Em seguida, adicione 150 microliters da mídia de ensaio a todos os poços contendo células encapsuladas, e 150 microliters da solução de enzima colagenase aos poços de controles positivos. Adicione 150 microliters de tampão PBS aos poços externos da placa para reduzir a evaporação durante a incubação. Use um leitor de microplacão para medir a intensidade fluorescente da placa a zero hora, imediatamente após o encapsulamento.
Selecione o protocolo opaco de placa de 96 poços com excitação de 494 nanômetros e 521 comprimentos de onda de emissão de nanômetros. Em seguida, incubar a placa a 37 graus Celsius em 5% de dióxido de carbono, por 18 horas. Em seguida, adicione reagentes de atividade metabólica a uma relação de 1 a 10 volumes por poço para todas as condições e controles.
Incubar a placa em 37 graus Celsius, 5% de dióxido de carbono, por seis horas. Por fim, meça a intensidade fluorescente da placa em 24 horas, pós encapsulamento. Selecione o protocolo opaco de placa de 96 poços, com excitação de 494 nanômetros, e 521 comprimentos de onda de emissão de nanômetros, para atividade MMP.
Para medir a atividade metabólica, selecione 560 nanômetros de excitação e 590 comprimentos de onda de emissão de nanômetros. Neste estudo, após a exposição do sensor fluorogênico à protease apropriada, o saciador e fluorohore são separados, e a fluorescência aumenta. As medidas de fluorescência dos hidrogéis incubados com enzima de colagem bacteriana tipo um, mostram que o menor sinal detectado foi produzido por controles negativos, sem colagemnase.

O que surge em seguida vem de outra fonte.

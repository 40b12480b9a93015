mod ball_ball_toi;
mod closest_points_random;
mod conservative_advancement;
mod cuboid_penetration;
mod minkowski_sum_margin;
mod near_contact;
mod voronoi_simplex;
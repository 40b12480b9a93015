//! Non-persistent narrow-phase queries between convex shapes.
//!
//! * [`closest_points()`] and [`distance()`] compute the closest points, or the signed
//!   distance, between two shapes with GJK, including penetrating configurations.
//! * [`GjkPairDetector`] is the reusable, warm-started version of the same query.
//! * [`MinkowskiPenetrationDepthSolver`] estimates the penetration depth of overlapping shapes.
//! * [`ConservativeAdvancement`], [`SubsimplexConvexCast`] and [`GjkConvexCast`] compute the
//!   time of impact of moving shapes.

pub use self::contact_callback::{ClosestPoints, ContactResultCallback, PointCollector};
pub use self::error::QueryError;
pub use self::gjk::{
    closest_points, distance, project_point, GjkMethod, GjkOptions, GjkPairDetector,
};
pub use self::penetration::{
    MinkowskiPenetrationDepthSolver, PenetrationDepth, PenetrationDepthSolver,
    PenetrationOptions,
};
pub use self::time_of_impact::{
    ray_cast, CastOptions, CastResult, ConservativeAdvancement, ConvexCast, GjkConvexCast,
    SubsimplexConvexCast, NO_HIT_FRACTION,
};

mod contact_callback;
mod error;
pub mod gjk;
pub mod penetration;
pub mod time_of_impact;
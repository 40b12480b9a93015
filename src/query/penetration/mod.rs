//! Penetration depth computation for overlapping convex shapes.

pub use self::minkowski_penetration::{
    MinkowskiPenetrationDepthSolver, PenetrationDepth, PenetrationDepthSolver,
    PenetrationOptions,
};
pub use self::unit_sphere_directions::{unit_sphere_direction, NUM_UNIT_SPHERE_DIRECTIONS};

mod minkowski_penetration;
mod unit_sphere_directions;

Enquanto o sinal mais alto detectado foi produzido por 1000 microgramas por mL de colagenase ou superior, quando o sinal começa a planar. A faixa de trabalho calculada foi de aproximadamente 0,16 a 474 microgramas por mL de colagenase. As leituras de fluorescência para a linha celular de melanoma A375, encapsuladas em uma série de densidades logo após o encapsulamento, foram baixas em densidades de semeadura, e semelhantes aos géis de controle sem células como esperado.
24 horas após o encapsulamento, a atividade de MMP foi diretamente proporcional à densidade de semeadura, e as densidades de semeadura em ou superiores a 1 milhão de células por mL, estão dentro dos limites da faixa de trabalho. As medidas de atividade metabólica da linha celular A375 também foram diretamente proporcionais à densidade de semeadura celular. Ao normalizar a atividade de MMP para a atividade metabólica, não houve diferença significativa na atividade de MMP por célula em densidades de semeadura superiores a 2 milhões de células por mL.

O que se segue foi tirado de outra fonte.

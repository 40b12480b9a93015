use crate::math::{Point, Real, Vector};

/// Closest points between two shapes.
#[cfg_attr(feature = "serde-serialize", derive(Serialize, Deserialize))]
#[derive(Copy, Clone, Debug, PartialEq)]
pub struct ClosestPoints {
    /// The point of the first shape closest to the second shape (or deepest inside of it).
    pub point_on_a: Point<Real>,
    /// The point of the second shape closest to the first shape (or deepest inside of it).
    pub point_on_b: Point<Real>,
    /// The unit contact normal, pointing from the second shape toward the first one.
    pub normal: Vector<Real>,
    /// The signed distance between both shapes. Negative if they overlap.
    pub distance: Real,
}

impl ClosestPoints {
    /// Rebuilds the closest points from a contact point on the second shape.
    pub fn from_contact(
        normal_on_b: &Vector<Real>,
        point_on_b: &Point<Real>,
        distance: Real,
    ) -> Self {
        ClosestPoints {
            point_on_a: point_on_b + normal_on_b * distance,
            point_on_b: *point_on_b,
            normal: *normal_on_b,
            distance,
        }
    }

    /// Swaps the roles of both shapes.
    #[must_use]
    pub fn flipped(self) -> Self {
        ClosestPoints {
            point_on_a: self.point_on_b,
            point_on_b: self.point_on_a,
            normal: -self.normal,
            distance: self.distance,
        }
    }
}

/// The output sink of the GJK pair detector.
pub trait ContactResultCallback {
    /// Receives a contact point.
    ///
    /// `normal_on_b` is the unit normal pointing from the second shape toward the first one,
    /// `point_on_b` lies on the second shape, and `distance` is negative if the shapes overlap.
    fn add_contact_point(
        &mut self,
        normal_on_b: &Vector<Real>,
        point_on_b: &Point<Real>,
        distance: Real,
    );
}

impl<F: FnMut(&Vector<Real>, &Point<Real>, Real)> ContactResultCallback for F {
    #[inline]
    fn add_contact_point(
        &mut self,
        normal_on_b: &Vector<Real>,
        point_on_b: &Point<Real>,
        distance: Real,
    ) {
        self(normal_on_b, point_on_b, distance)
    }
}

/// A contact sink that keeps the contact with the smallest signed distance it received.
#[derive(Copy, Clone, Debug, Default, PartialEq)]
pub struct PointCollector {
    /// The closest (or deepest) contact received so far.
    pub closest: Option<ClosestPoints>,
}

impl ContactResultCallback for PointCollector {
    fn add_contact_point(
        &mut self,
        normal_on_b: &Vector<Real>,
        point_on_b: &Point<Real>,
        distance: Real,
    ) {
        if self.closest.map_or(true, |res| distance < res.distance) {
            self.closest = Some(ClosestPoints::from_contact(normal_on_b, point_on_b, distance));
        }
    }
}
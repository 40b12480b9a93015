//! Time of impact by repeated GJK distance queries along the translation.

use crate::math::{Isometry, Real, DEFAULT_EPSILON};
use crate::motion::{ConstantLinearVelocityRigidMotion, RigidMotion};
use crate::query::time_of_impact::{CastOptions, CastResult, ConvexCast};
use crate::query::{GjkPairDetector, QueryError};
use crate::shape::SupportMap;

/// Computes the time of impact of two translating shapes by advancing along the relative
/// translation by the GJK distance projected on the separating normal.
///
/// Like [`SubsimplexConvexCast`](crate::query::SubsimplexConvexCast), both shapes keep the
/// rotation of their `from` transforms.
#[derive(Copy, Clone, Debug)]
pub struct GjkConvexCast<'a, G1: ?Sized, G2: ?Sized> {
    shape_a: &'a G1,
    shape_b: &'a G2,
    options: CastOptions,
}

impl<'a, G1: ?Sized + SupportMap, G2: ?Sized + SupportMap> GjkConvexCast<'a, G1, G2> {
    /// A GJK convex cast between `shape_a` and `shape_b` with the default options.
    pub fn new(shape_a: &'a G1, shape_b: &'a G2) -> Self {
        Self::with_options(shape_a, shape_b, CastOptions::default())
    }

    /// A GJK convex cast between `shape_a` and `shape_b`.
    pub fn with_options(shape_a: &'a G1, shape_b: &'a G2, options: CastOptions) -> Self {
        GjkConvexCast {
            shape_a,
            shape_b,
            options,
        }
    }

    /// The options of this algorithm.
    pub fn options(&self) -> &CastOptions {
        &self.options
    }
}

impl<'a, G1: ?Sized + SupportMap, G2: ?Sized + SupportMap> ConvexCast
    for GjkConvexCast<'a, G1, G2>
{
    fn calc_time_of_impact(
        &self,
        from_a: &Isometry<Real>,
        to_a: &Isometry<Real>,
        from_b: &Isometry<Real>,
        to_b: &Isometry<Real>,
    ) -> Result<Option<CastResult>, QueryError> {
        let motion_a = ConstantLinearVelocityRigidMotion::from_transforms(from_a, to_a);
        let motion_b = ConstantLinearVelocityRigidMotion::from_transforms(from_b, to_b);
        let r = motion_a.velocity - motion_b.velocity;
        let radius = self.options.radius_threshold;
        let mut detector =
            GjkPairDetector::without_penetration_solver(self.options.distance_options());

        let initial = detector.closest_points(from_a, self.shape_a, from_b, self.shape_b);
        let mut contact = match initial {
            Ok(Some(res)) if res.distance >= -radius => res,
            Ok(Some(_)) | Err(QueryError::Penetrating) => {
                return Err(QueryError::InitiallyPenetrating)
            }
            Ok(None) => return Ok(None),
            Err(err) => return Err(err),
        };

        let mut lambda = 0.0;
        let mut pos_a = *from_a;
        let mut pos_b = *from_b;
        let mut overlap_lambda: Option<Real> = None;
        let mut num_iterations = 0;

        while contact.distance > radius {
            num_iterations += 1;

            if num_iterations > self.options.max_iterations {
                log::debug!(
                    "GJK convex cast: no convergence after {} iterations (lambda: {}).",
                    num_iterations,
                    lambda
                );
                return Err(QueryError::NoConvergence);
            }

            let approach_speed = -r.dot(&contact.normal);

            if approach_speed <= DEFAULT_EPSILON {
                return Ok(None);
            }

            let mut next_lambda = lambda + contact.distance / approach_speed;

            if let Some(overlap_lambda) = overlap_lambda {
                if overlap_lambda - lambda <= DEFAULT_EPSILON {
                    break;
                }

                if next_lambda >= overlap_lambda {
                    next_lambda = (lambda + overlap_lambda) * 0.5;
                }
            }

            if next_lambda > 1.0 {
                if (next_lambda - 1.0) * approach_speed <= radius {
                    next_lambda = 1.0;
                } else {
                    return Ok(None);
                }
            }

            if next_lambda <= lambda {
                return Ok(None);
            }

            let next_pos_a = motion_a.position_at_time(next_lambda);
            let next_pos_b = motion_b.position_at_time(next_lambda);

            match detector.closest_points(&next_pos_a, self.shape_a, &next_pos_b, self.shape_b) {
                Ok(Some(res)) if res.distance >= -radius => {
                    lambda = next_lambda;
                    pos_a = next_pos_a;
                    pos_b = next_pos_b;
                    contact = res;
                }
                Ok(Some(_)) | Err(QueryError::Penetrating) => overlap_lambda = Some(next_lambda),
                Ok(None) => return Ok(None),
                Err(err) => return Err(err),
            }
        }

        if contact.normal.dot(&r) >= -self.options.allowed_penetration {
            return Ok(None);
        }

        Ok(Some(CastResult {
            fraction: lambda,
            normal: contact.normal,
            hit_point: contact.point_on_b,
            hit_transform_a: pos_a,
            hit_transform_b: pos_b,
        }))
    }
}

Técnicas adequadas de pipetação são importantes. Isso inclui dicas de pré-molhar para obter volumes precisos de soluções viscosas. Além disso, centralizar a solução precursora do hidrogel dentro do poço, é fundamental para obter medições precisas pelo leitor de placas.

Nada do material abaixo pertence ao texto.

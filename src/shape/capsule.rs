use crate::math::{Point, Real, Vector};
use crate::shape::{ShapeType, SupportMap};

/// A capsule shape defined as a round segment aligned with the `y` axis.
///
/// The core of a capsule is its segment; the radius is carried as the margin.
#[cfg_attr(feature = "serde-serialize", derive(Serialize, Deserialize))]
#[derive(Copy, Clone, Debug, PartialEq)]
#[repr(C)]
pub struct Capsule {
    /// The half-length of the capsule's segment.
    pub half_height: Real,
    /// The radius of the capsule.
    pub radius: Real,
}

impl Capsule {
    /// Creates a new capsule aligned with the `y` axis.
    pub fn new(half_height: Real, radius: Real) -> Self {
        Self {
            half_height,
            radius,
        }
    }

    /// The two endpoints of this capsule's segment.
    pub fn segment(&self) -> [Point<Real>; 2] {
        [
            Point::new(0.0, -self.half_height, 0.0),
            Point::new(0.0, self.half_height, 0.0),
        ]
    }
}

impl SupportMap for Capsule {
    fn local_support_point_without_margin(&self, dir: &Vector<Real>) -> Point<Real> {
        if dir.y < 0.0 {
            Point::new(0.0, -self.half_height, 0.0)
        } else {
            Point::new(0.0, self.half_height, 0.0)
        }
    }

    fn margin(&self) -> Real {
        self.radius
    }

    fn local_bounding_radius(&self) -> Real {
        self.half_height + self.radius
    }

    fn shape_type(&self) -> ShapeType {
        ShapeType::Capsule
    }
}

Para identificar MMPs específicos que contribuem para a atividade de MMP medido aqui, ensaios de expressão como mancha ocidental ou PCR poderiam ser usados. O uso de células vivas requer procedimento de biossegurança adequado, técnica asséptica e um armário de segurança biológica. A luz UV é perigosa, use um escudo para proteger o usuário e não olhe diretamente para a luz.